Supplied data.
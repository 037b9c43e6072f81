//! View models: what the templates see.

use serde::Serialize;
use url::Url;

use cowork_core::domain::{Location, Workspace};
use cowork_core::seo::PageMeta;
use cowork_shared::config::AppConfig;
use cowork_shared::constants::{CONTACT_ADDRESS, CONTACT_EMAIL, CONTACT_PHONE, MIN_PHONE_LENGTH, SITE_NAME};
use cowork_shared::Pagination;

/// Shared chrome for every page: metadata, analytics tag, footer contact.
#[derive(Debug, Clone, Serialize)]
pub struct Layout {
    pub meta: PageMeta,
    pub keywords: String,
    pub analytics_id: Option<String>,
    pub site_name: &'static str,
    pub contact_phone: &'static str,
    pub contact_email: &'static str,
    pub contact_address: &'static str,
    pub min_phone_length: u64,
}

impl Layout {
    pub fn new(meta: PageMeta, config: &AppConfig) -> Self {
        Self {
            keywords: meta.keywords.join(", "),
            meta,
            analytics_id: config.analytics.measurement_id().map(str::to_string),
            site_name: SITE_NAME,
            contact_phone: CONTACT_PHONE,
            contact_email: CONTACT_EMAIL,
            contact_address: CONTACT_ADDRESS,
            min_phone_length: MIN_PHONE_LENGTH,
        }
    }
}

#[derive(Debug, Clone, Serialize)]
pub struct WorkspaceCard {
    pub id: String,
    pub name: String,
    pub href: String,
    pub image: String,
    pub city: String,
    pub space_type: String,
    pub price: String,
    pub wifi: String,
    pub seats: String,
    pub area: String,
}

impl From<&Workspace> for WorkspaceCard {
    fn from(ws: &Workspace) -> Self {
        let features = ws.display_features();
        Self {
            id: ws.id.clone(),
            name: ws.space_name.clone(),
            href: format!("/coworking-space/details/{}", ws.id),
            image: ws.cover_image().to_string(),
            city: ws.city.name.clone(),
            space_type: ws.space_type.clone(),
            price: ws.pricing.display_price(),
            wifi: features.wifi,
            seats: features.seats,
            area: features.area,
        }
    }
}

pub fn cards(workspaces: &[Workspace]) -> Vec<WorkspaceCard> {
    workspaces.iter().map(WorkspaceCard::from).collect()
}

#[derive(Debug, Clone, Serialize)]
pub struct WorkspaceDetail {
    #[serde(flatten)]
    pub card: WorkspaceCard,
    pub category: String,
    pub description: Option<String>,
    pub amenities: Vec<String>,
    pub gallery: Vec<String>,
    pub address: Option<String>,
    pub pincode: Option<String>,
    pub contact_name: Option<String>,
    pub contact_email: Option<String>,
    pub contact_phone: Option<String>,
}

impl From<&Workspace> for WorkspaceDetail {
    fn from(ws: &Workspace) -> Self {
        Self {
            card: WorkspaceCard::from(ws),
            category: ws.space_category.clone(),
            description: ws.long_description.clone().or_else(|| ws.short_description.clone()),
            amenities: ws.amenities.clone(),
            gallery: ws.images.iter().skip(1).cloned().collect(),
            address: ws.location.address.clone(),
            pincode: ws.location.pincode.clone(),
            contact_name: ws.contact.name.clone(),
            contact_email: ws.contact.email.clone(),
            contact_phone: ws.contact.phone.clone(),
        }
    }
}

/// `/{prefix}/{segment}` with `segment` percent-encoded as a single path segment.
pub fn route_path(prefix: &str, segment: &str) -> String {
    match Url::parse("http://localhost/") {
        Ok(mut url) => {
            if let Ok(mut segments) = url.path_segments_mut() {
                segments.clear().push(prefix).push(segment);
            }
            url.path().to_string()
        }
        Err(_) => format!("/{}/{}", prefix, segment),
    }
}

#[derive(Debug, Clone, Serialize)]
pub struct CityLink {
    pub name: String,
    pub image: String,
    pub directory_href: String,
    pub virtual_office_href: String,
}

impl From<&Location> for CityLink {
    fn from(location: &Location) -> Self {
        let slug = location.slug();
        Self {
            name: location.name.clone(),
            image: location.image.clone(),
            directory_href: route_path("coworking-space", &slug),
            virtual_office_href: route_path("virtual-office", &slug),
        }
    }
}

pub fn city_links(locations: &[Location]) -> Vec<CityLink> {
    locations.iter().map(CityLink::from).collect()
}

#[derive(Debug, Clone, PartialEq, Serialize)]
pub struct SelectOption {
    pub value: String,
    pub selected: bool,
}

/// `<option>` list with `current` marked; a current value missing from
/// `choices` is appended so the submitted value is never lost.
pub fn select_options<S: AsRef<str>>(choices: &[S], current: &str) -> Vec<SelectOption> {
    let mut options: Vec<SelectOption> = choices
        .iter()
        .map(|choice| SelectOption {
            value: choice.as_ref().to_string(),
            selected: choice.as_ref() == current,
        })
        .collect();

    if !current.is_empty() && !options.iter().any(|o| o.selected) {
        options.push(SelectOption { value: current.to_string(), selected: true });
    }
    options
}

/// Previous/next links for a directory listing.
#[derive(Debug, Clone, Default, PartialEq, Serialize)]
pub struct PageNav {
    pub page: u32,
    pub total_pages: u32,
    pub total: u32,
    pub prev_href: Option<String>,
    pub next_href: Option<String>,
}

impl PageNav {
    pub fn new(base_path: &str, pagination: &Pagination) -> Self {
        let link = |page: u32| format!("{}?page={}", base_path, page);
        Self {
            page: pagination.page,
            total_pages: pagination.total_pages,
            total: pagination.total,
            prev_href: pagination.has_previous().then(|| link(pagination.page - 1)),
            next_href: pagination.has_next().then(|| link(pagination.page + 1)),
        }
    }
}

==

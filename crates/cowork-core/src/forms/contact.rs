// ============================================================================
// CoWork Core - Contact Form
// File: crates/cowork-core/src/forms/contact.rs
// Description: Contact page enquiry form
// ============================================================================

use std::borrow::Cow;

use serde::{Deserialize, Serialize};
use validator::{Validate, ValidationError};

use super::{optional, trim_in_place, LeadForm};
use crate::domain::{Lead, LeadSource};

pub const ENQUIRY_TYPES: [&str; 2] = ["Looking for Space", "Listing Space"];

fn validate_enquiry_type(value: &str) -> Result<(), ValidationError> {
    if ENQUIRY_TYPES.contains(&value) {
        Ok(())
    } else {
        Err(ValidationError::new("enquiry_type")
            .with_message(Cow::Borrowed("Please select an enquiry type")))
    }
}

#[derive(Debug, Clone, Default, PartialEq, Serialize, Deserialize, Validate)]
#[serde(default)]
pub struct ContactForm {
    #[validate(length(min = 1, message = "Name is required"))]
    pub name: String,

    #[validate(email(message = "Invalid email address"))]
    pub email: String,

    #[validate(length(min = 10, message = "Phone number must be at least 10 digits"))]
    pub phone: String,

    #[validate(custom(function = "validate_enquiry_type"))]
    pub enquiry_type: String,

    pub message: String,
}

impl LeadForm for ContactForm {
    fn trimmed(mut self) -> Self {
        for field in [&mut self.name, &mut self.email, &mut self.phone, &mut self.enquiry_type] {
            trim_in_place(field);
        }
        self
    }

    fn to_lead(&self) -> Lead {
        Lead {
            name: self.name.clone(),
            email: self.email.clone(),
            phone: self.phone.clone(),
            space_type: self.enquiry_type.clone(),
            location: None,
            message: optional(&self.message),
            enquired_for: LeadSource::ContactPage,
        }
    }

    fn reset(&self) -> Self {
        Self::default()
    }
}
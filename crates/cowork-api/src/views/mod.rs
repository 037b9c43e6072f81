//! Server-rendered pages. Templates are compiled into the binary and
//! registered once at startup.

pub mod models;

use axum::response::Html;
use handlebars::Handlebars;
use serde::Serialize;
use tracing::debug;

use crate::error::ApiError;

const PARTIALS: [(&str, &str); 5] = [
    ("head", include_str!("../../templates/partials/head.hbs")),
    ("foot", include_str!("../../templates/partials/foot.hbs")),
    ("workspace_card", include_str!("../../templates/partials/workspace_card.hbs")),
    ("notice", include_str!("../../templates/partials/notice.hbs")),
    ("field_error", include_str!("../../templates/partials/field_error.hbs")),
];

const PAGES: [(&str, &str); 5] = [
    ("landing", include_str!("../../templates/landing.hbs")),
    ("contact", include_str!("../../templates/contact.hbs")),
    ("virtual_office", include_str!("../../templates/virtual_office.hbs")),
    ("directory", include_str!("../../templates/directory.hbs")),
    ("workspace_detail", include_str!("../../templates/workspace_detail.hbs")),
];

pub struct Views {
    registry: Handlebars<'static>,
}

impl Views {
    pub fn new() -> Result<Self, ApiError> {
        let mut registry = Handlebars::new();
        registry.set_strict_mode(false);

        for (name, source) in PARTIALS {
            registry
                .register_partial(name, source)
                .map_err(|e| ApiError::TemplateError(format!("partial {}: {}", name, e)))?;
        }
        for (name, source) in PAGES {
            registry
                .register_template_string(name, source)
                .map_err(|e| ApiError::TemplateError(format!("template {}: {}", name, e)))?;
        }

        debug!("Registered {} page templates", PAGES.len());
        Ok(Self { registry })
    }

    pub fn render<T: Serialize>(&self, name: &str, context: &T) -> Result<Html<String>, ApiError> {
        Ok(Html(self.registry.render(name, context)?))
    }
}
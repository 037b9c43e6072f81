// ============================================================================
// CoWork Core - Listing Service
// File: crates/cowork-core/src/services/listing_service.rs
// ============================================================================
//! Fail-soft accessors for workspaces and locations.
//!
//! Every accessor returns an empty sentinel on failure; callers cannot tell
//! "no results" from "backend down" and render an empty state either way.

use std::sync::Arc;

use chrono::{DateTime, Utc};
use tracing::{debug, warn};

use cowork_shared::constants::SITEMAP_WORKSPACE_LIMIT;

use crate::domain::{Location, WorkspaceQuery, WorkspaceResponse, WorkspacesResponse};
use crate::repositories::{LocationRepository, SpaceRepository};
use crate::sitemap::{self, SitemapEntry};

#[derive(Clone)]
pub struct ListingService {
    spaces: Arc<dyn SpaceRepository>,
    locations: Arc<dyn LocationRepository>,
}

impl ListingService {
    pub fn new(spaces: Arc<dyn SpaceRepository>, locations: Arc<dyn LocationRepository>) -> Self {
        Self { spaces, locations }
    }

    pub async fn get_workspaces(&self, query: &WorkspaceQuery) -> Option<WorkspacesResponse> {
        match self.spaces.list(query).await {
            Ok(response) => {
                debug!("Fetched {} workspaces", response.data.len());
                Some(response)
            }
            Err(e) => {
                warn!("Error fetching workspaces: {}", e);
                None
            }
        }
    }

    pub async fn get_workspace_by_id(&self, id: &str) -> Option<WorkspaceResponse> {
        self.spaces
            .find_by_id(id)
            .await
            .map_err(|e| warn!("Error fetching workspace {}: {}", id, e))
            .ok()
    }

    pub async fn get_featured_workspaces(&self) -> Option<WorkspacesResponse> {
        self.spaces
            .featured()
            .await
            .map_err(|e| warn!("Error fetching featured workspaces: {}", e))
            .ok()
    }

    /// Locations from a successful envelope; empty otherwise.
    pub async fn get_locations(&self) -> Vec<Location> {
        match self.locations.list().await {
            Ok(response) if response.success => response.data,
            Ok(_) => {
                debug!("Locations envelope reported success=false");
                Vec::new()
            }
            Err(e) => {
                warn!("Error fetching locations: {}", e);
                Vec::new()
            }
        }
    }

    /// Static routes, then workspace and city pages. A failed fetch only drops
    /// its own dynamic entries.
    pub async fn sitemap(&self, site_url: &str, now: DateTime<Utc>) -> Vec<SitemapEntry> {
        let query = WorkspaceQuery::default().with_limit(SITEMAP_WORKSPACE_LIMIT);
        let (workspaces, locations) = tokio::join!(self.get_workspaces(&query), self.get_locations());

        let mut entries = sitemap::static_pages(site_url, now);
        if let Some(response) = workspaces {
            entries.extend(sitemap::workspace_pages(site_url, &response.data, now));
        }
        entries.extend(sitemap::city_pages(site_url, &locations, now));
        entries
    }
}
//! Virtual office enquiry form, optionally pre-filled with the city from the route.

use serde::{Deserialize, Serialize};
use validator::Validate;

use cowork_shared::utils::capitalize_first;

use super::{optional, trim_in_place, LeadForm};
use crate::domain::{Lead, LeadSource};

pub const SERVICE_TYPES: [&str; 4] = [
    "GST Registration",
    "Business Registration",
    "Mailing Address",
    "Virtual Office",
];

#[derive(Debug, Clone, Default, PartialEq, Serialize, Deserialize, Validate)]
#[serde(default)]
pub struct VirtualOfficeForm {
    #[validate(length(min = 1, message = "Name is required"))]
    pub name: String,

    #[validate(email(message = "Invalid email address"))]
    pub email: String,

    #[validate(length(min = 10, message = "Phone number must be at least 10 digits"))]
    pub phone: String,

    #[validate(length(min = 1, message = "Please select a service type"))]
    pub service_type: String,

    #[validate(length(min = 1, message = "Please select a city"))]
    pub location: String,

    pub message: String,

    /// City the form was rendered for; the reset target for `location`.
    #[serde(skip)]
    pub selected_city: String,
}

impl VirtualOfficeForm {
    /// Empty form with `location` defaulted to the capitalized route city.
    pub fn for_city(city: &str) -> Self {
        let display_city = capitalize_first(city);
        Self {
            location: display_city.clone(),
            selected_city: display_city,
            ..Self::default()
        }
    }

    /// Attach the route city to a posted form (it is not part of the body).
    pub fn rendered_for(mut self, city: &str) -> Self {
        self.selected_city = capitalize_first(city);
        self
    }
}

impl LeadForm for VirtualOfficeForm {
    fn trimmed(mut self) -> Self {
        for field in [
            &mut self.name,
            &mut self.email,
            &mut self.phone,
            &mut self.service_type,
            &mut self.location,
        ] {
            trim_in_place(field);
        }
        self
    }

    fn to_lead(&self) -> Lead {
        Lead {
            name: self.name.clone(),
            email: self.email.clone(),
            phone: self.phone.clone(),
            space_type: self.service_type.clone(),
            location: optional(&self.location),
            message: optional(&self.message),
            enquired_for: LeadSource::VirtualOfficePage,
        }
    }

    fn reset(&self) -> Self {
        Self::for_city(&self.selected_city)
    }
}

...

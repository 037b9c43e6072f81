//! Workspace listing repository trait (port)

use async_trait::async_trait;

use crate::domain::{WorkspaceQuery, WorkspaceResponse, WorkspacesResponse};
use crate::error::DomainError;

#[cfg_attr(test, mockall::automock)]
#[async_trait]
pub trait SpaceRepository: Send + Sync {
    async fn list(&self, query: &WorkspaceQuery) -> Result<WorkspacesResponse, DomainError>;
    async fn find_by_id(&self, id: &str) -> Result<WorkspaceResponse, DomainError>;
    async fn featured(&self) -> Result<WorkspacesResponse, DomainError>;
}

What to produce. Which of the lines above carry the string "struct"? Pick them out and copy them.

Problem solution.
pub struct Layout {
pub struct WorkspaceCard {
pub struct WorkspaceDetail {
pub struct CityLink {
pub struct SelectOption {
pub struct PageNav {
pub struct ContactForm {
pub struct Views {
pub struct ListingService {
pub struct VirtualOfficeForm {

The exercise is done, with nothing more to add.